THE PROBLEM:
Filter the entries down to the lines holding "impl", then copy those lines.

[Saved data entries]
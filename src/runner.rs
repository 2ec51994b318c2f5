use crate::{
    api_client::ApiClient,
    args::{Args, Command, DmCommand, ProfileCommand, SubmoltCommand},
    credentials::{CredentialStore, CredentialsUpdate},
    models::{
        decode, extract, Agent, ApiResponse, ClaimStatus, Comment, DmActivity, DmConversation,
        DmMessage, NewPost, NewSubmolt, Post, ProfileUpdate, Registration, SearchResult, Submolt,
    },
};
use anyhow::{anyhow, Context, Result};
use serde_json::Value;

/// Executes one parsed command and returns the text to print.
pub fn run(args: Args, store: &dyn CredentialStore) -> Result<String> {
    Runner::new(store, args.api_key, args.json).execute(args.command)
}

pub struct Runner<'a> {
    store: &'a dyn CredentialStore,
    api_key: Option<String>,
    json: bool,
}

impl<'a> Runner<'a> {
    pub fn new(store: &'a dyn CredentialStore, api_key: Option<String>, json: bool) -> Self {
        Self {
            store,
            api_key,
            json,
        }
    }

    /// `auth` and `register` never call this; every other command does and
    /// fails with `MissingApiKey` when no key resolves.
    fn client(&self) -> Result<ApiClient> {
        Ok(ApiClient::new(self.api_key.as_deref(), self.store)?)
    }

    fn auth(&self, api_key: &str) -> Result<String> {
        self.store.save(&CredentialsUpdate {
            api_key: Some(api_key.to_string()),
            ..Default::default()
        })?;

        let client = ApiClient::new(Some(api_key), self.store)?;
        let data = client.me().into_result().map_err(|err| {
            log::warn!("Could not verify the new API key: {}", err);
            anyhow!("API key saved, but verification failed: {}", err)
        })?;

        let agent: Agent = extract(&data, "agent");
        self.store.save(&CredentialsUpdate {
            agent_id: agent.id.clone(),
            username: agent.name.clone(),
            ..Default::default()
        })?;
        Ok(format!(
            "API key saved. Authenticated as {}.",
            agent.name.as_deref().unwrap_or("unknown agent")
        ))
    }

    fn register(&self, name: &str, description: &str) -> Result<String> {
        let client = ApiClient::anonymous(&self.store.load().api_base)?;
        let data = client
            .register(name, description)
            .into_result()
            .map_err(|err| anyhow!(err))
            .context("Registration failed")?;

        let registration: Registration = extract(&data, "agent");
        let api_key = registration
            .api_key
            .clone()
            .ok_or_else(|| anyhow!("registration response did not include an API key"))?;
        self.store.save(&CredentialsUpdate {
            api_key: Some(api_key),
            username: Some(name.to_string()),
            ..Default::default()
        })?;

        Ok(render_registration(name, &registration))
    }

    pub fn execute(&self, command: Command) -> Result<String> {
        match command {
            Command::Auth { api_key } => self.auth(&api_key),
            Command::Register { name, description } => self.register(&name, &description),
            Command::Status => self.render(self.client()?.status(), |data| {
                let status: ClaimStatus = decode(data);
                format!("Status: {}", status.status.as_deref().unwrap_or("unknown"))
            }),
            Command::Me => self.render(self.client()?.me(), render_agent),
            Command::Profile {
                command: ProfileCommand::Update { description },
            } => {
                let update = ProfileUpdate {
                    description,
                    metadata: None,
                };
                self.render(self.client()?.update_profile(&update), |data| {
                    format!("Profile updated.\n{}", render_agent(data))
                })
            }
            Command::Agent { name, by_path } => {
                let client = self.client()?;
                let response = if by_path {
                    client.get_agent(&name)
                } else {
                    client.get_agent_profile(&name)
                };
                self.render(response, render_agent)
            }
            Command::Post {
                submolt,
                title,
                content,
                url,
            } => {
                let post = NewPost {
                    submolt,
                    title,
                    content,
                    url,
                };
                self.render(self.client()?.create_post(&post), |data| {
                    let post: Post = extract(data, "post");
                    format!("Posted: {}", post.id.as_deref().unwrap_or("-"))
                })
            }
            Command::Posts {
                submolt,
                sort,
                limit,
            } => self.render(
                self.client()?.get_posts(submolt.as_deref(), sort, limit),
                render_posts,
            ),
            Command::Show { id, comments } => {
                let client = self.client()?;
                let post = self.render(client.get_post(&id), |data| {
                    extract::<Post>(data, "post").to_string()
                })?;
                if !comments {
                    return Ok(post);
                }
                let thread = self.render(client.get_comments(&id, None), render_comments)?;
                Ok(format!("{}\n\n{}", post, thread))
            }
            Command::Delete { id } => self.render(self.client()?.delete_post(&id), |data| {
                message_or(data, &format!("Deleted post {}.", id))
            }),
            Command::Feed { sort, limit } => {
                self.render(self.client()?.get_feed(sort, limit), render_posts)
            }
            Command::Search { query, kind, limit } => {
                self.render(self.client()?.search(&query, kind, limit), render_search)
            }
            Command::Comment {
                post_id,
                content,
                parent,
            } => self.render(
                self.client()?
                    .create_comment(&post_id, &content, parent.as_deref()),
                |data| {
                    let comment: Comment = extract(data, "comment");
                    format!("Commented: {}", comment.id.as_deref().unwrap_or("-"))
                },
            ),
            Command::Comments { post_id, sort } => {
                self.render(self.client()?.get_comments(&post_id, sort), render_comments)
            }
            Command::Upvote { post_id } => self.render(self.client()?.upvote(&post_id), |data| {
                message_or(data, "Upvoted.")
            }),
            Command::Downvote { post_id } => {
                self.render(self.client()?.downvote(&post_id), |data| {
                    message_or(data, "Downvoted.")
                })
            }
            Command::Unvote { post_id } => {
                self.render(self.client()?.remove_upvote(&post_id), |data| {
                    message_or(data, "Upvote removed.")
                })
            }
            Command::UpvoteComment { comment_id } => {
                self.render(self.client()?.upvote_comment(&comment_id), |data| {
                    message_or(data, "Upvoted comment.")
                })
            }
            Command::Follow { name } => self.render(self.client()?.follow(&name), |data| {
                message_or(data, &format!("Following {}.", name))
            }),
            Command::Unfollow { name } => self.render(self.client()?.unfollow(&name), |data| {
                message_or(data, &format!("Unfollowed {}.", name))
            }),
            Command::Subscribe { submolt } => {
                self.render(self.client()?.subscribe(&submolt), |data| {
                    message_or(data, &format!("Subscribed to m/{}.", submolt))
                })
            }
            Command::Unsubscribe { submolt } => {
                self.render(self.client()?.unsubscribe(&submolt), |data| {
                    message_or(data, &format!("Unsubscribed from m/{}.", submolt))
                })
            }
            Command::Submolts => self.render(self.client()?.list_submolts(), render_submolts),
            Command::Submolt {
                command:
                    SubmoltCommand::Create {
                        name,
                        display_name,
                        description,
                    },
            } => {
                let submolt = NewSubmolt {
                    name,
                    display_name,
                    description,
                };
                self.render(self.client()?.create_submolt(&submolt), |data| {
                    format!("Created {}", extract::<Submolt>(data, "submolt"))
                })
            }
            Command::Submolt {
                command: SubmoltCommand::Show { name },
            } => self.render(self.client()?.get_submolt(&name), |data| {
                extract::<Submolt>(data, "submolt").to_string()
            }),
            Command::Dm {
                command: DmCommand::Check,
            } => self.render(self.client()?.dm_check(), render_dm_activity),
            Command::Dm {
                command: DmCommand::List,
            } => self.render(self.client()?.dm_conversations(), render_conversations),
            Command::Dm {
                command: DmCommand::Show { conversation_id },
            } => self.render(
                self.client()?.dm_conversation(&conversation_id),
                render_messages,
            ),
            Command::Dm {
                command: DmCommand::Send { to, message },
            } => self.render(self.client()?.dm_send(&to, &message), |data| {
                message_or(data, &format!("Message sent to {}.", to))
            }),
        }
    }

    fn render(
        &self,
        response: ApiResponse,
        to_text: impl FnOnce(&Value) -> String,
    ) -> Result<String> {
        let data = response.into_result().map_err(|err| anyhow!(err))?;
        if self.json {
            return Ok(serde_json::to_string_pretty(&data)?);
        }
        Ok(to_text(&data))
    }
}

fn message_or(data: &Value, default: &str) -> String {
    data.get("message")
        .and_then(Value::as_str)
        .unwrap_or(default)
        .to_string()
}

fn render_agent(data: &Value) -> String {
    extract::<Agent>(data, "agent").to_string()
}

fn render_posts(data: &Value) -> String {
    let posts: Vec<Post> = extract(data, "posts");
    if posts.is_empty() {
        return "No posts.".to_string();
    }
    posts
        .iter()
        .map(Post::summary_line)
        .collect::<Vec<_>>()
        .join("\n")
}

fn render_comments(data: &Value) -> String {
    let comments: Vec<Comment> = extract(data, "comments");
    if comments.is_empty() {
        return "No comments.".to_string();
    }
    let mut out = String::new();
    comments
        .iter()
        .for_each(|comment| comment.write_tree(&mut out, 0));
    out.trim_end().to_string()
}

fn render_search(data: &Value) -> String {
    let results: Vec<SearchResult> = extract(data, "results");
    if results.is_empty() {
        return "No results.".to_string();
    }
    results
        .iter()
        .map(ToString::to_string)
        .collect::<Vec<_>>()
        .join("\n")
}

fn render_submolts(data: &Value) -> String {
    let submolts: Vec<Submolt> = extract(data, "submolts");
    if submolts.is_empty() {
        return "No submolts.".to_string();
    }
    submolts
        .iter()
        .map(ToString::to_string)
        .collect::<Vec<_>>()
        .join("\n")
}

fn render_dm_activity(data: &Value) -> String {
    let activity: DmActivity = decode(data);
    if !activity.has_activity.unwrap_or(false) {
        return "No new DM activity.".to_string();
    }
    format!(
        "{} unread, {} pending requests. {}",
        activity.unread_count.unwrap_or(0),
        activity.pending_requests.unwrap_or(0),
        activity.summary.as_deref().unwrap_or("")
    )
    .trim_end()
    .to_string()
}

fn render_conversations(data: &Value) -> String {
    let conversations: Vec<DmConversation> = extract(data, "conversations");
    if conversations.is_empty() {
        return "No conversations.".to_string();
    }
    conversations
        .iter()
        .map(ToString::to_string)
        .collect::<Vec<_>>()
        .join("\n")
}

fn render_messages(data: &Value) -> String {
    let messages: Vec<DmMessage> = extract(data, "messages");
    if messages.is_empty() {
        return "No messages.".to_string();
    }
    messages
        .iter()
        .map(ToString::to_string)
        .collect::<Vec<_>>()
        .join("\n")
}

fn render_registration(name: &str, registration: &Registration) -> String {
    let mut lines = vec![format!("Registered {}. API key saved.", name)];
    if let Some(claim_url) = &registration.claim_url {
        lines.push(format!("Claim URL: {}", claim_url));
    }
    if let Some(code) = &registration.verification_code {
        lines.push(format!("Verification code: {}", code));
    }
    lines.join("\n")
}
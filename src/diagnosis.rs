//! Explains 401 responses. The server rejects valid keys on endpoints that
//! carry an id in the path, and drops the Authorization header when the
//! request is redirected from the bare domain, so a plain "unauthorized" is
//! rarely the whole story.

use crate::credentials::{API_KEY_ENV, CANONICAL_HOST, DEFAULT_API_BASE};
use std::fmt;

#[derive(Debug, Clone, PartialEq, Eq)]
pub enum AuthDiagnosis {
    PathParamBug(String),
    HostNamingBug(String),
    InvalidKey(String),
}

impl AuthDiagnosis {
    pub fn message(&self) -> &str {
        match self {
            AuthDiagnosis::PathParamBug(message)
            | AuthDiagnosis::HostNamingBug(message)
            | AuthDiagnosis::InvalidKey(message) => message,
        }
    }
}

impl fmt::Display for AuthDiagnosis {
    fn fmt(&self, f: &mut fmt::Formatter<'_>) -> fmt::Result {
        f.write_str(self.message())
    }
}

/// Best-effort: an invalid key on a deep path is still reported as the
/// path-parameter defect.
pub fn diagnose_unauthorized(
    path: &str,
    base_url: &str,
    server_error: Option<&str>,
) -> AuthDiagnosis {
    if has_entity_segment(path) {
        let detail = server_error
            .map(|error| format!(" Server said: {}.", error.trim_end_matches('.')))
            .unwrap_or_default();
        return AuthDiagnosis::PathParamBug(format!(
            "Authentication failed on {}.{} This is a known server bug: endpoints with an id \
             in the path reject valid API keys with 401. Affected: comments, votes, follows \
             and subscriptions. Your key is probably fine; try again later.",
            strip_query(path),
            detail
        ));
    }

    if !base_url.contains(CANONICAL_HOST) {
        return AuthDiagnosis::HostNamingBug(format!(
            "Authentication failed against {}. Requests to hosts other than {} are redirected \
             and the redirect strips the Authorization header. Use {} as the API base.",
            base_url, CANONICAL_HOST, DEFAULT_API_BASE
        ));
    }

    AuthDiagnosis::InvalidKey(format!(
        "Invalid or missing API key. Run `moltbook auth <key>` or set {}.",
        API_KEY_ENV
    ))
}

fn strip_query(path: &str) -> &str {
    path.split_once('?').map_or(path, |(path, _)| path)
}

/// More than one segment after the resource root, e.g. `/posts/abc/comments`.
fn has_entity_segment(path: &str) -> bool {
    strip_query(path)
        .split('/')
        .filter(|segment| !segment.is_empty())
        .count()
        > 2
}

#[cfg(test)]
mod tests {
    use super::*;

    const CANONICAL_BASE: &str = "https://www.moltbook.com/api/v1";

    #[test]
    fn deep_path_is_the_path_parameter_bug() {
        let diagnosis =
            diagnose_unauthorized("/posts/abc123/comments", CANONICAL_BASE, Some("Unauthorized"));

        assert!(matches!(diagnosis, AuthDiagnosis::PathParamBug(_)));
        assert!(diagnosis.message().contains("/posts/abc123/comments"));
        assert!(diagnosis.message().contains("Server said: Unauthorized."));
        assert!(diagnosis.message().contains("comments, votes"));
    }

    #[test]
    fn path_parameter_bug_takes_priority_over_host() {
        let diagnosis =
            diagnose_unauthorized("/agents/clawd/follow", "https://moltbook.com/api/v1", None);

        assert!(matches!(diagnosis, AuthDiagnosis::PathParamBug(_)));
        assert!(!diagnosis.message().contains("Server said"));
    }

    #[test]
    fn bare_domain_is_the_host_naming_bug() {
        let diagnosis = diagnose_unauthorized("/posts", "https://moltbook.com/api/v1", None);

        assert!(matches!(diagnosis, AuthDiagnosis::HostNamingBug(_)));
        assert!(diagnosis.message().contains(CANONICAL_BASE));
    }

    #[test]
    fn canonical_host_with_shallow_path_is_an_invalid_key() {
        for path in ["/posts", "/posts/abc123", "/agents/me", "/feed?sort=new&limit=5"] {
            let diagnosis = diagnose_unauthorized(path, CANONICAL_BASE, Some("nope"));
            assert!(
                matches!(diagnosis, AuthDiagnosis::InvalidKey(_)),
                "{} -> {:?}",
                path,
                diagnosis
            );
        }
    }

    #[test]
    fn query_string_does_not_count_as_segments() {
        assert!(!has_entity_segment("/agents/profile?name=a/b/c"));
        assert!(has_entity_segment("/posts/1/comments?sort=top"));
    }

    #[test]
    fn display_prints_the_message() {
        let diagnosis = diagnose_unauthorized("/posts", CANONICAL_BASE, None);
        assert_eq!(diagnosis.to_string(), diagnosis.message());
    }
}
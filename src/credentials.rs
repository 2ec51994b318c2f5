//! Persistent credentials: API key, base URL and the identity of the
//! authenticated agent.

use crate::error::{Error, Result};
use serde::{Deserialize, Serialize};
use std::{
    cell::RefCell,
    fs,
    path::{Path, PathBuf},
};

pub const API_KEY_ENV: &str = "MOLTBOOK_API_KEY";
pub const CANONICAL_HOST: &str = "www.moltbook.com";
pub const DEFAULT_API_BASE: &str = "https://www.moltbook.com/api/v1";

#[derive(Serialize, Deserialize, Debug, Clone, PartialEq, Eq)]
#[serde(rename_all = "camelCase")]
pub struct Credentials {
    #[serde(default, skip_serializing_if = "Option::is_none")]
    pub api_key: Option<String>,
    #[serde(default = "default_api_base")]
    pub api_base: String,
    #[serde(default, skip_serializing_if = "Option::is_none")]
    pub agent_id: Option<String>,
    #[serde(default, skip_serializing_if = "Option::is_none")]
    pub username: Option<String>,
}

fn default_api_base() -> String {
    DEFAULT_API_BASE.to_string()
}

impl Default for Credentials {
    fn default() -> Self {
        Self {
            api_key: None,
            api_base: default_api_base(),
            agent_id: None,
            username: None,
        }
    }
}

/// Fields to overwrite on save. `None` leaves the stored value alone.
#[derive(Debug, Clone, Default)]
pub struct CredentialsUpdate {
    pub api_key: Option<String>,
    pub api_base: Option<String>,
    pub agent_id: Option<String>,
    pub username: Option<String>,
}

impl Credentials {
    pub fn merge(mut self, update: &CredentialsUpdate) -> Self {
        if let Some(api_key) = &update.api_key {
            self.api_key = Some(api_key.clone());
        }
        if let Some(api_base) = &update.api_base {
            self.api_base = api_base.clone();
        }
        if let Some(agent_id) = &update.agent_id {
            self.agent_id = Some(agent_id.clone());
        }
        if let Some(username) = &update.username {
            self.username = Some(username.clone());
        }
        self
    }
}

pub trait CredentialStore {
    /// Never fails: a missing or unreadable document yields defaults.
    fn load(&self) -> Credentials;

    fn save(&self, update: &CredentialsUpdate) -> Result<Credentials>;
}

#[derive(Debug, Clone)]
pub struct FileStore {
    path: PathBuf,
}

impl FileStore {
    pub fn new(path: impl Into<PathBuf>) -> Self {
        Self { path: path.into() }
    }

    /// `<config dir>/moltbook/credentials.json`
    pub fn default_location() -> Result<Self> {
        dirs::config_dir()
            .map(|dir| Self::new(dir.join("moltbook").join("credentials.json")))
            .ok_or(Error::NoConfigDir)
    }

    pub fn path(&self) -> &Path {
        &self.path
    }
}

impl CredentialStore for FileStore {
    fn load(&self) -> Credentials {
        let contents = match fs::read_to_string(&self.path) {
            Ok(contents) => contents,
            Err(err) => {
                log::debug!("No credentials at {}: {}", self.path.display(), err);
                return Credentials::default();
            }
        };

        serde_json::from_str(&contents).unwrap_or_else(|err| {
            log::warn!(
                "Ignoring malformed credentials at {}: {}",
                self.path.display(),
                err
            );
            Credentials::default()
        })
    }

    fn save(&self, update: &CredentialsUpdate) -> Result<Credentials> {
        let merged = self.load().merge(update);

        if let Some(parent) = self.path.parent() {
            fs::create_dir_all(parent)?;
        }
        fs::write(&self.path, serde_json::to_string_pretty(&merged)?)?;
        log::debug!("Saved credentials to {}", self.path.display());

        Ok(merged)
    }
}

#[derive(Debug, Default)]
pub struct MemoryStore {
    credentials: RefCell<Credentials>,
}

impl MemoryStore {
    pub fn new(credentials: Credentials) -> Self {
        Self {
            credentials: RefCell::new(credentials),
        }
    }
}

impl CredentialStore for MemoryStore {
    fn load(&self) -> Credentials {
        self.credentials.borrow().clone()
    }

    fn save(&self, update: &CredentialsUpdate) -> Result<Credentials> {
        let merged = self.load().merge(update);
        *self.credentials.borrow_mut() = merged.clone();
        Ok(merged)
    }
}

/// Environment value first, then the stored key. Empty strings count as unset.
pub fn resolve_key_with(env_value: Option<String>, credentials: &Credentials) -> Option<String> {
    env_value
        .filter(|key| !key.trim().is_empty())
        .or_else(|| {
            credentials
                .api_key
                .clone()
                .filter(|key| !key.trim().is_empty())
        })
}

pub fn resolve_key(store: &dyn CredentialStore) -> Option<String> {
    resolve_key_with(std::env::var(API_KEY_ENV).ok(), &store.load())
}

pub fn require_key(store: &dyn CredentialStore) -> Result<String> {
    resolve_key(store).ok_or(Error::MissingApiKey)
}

YOUR SOLUTION:
impl<'a> Runner<'a> {
        to_text: impl FnOnce(&Value) -> String,
impl AuthDiagnosis {
impl fmt::Display for AuthDiagnosis {
impl Default for Credentials {
impl Credentials {
impl FileStore {
    pub fn new(path: impl Into<PathBuf>) -> Self {
impl CredentialStore for FileStore {
impl MemoryStore {
impl CredentialStore for MemoryStore {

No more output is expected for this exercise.